Book Synopsis Chasing the White Whale by : David Dowling
Download or read book Chasing the White Whale written by David Dowling and published by University of Iowa Press. This book was released on 2010-11-28 with total page 254 pages. Available in PDF, EPUB and Kindle. Book excerpt: "There have been a lot of crazy books about Melville and Moby-Dickiut this isn't one of them. Dowling's overarching analogy, between Ishmael's and Melville's obsessions and the annual marathon group-reading of Moby-Dick in New Bedford, makes perfect sense and generates illuminating analyses of the novel and its cultural contexts. It also lets him open his book up into a passionate exploration of how great literature can still play a vital role in people's lives today"-Damion Searls, editor, Thoreau's The Journal: 1837-1861 and Melville's; or The Whale --Book Jacket.
Download or read book Roman Disasters written by Jerry Toner and published by John Wiley & Sons. This book was released on 2018-03-07 with total page 233 pages. Available in PDF, EPUB and Kindle. Book excerpt: Roman Disasters looks at how the Romans coped with, thought about, and used disasters for their own ends. Rome has been famous throughout history for its great triumphs. Yet Rome also suffered colossal disasters. From the battle of Cannae, where fifty thousand men fell in a single day, to the destruction of Pompeii, to the first appearance of the bubonic plague, the Romans experienced large scale calamities.Earthquakes, fires, floods and famines also regularly afflicted them. This insightful book is the first to treat such disasters as a conceptual unity. It shows that vulnerability to disasters was affected by politics, social status, ideology and economics. Above all, it illustrates how the resilience of their political and cultural system allowed the Romans to survive the impact of these life-threatening events. The book also explores the important role disaster narratives played in Christian thought and rhetoric.
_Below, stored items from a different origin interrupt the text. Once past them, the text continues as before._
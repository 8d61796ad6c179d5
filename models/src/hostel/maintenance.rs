// models/src/hostel/maintenance.rs

use chrono::{DateTime, NaiveDate, Utc};
use serde::{Deserialize, Serialize};

use super::{new_id, optional, required};
use crate::errors::{HostelError, HostelResult};

#[derive(Debug, Clone, Copy, Default, PartialEq, Eq, Serialize, Deserialize)]
pub enum Priority {
    High,
    #[default]
    Medium,
    Low,
}

#[derive(Debug, Clone, Copy, Default, PartialEq, Eq, PartialOrd, Ord, Serialize, Deserialize)]
pub enum TicketStatus {
    #[default]
    Open,
    #[serde(rename = "In-progress")]
    InProgress,
    Closed,
}

impl TicketStatus {
    /// Tickets only move forward: Open, then In-progress, then Closed.
    pub fn can_move_to(self, next: TicketStatus) -> bool {
        self != TicketStatus::Closed && next >= self
    }
}

#[derive(Debug, Clone, PartialEq, Serialize, Deserialize)]
#[serde(rename_all = "camelCase")]
pub struct MaintenanceTicket {
    pub id: String,
    pub room_number: String,
    pub issue: String,
    #[serde(rename = "type")]
    pub ticket_type: String,
    pub priority: Priority,
    pub status: TicketStatus,
    pub reported_by: Option<String>,
    pub reported_on: NaiveDate,
    pub created_at: DateTime<Utc>,
}

#[derive(Debug, Clone, Default, Deserialize)]
#[serde(rename_all = "camelCase")]
pub struct NewTicket {
    #[serde(default)]
    pub room_number: String,
    #[serde(default)]
    pub issue: String,
    #[serde(rename = "type")]
    pub ticket_type: Option<String>,
    pub priority: Option<Priority>,
    pub status: Option<TicketStatus>,
    pub reported_by: Option<String>,
    pub reported_on: Option<NaiveDate>,
}

#[derive(Debug, Clone, Default, Deserialize)]
#[serde(rename_all = "camelCase")]
pub struct TicketUpdate {
    pub room_number: Option<String>,
    pub issue: Option<String>,
    #[serde(rename = "type")]
    pub ticket_type: Option<String>,
    pub priority: Option<Priority>,
    pub status: Option<TicketStatus>,
    pub reported_by: Option<String>,
}

impl MaintenanceTicket {
    pub fn from_new(new_ticket: NewTicket, today: NaiveDate, now: DateTime<Utc>) -> HostelResult<Self> {
        Ok(MaintenanceTicket {
            id: new_id(),
            room_number: required("roomNumber", &new_ticket.room_number)?,
            issue: required("issue", &new_ticket.issue)?,
            ticket_type: optional(new_ticket.ticket_type).unwrap_or_else(|| "General".to_string()),
            priority: new_ticket.priority.unwrap_or_default(),
            status: new_ticket.status.unwrap_or_default(),
            reported_by: optional(new_ticket.reported_by),
            reported_on: new_ticket.reported_on.unwrap_or(today),
            created_at: now,
        })
    }

    pub fn apply_update(&mut self, update: TicketUpdate) -> HostelResult<()> {
        if self.status == TicketStatus::Closed {
            return Err(HostelError::conflict("ticket is closed and can no longer be modified"));
        }
        if let Some(next) = update.status {
            if !self.status.can_move_to(next) {
                return Err(HostelError::conflict(format!(
                    "ticket cannot move from {:?} back to {:?}",
                    self.status, next
                )));
            }
        }

        if let Some(room) = update.room_number {
            self.room_number = required("roomNumber", &room)?;
        }
        if let Some(issue) = update.issue {
            self.issue = required("issue", &issue)?;
        }
        if let Some(kind) = optional(update.ticket_type) {
            self.ticket_type = kind;
        }
        if let Some(priority) = update.priority {
            self.priority = priority;
        }
        if update.reported_by.is_some() {
            self.reported_by = optional(update.reported_by);
        }
        if let Some(status) = update.status {
            self.status = status;
        }
        Ok(())
    }
}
Engaging and accessible, Roman Disasters will be enjoyed by students and general readers alike.
Book Synopsis Loneliness as a Way of Life by : Thomas Dumm
Download or read book Loneliness as a Way of Life written by Thomas Dumm and published by Harvard University Press. This book was released on 2010-05-01 with total page 208 pages. Available in PDF, EPUB and Kindle. Book excerpt: ÒWhat does it mean to be lonely?Ó Thomas Dumm asks. His inquiry, documented in this book, takes us beyond social circumstances and into the deeper forces that shape our very existence as modern individuals. The modern individual, Dumm suggests, is fundamentally a lonely self. Through reflections on philosophy, political theory, literature, and tragic drama, he proceeds to illuminate a hidden dimension of the human condition. His book shows how loneliness shapes the contemporary division between public and private, our inability to live with each other honestly and in comity, the estranged forms that our intimate relationships assume, and the weakness of our common bonds. A reading of the relationship between Cordelia and her father in ShakespeareÕs King Lear points to the most basic dynamic of modern lonelinessÑhow it is a response to the problem of the Òmissing mother.Ó Dumm goes on to explore the most important dimensions of lonely experienceÑBeing, Having, Loving, and Grieving. As the book unfolds, he juxtaposes new interpretations of iconic cultural textsÑMoby-Dick, Death of a Salesman, the film Paris, Texas, EmersonÕs ÒExperience,Ó to name a fewÑwith his own experiences of loneliness, as a son, as a father, and as a grieving husband and widower. Written with deceptive simplicity, Loneliness as a Way of Life is something rareÑan intellectual study that is passionately personal. It challenges us, not to overcome our loneliness, but to learn how to re-inhabit it in a better way. To fail to do so, this book reveals, will only intensify the power that it holds over us.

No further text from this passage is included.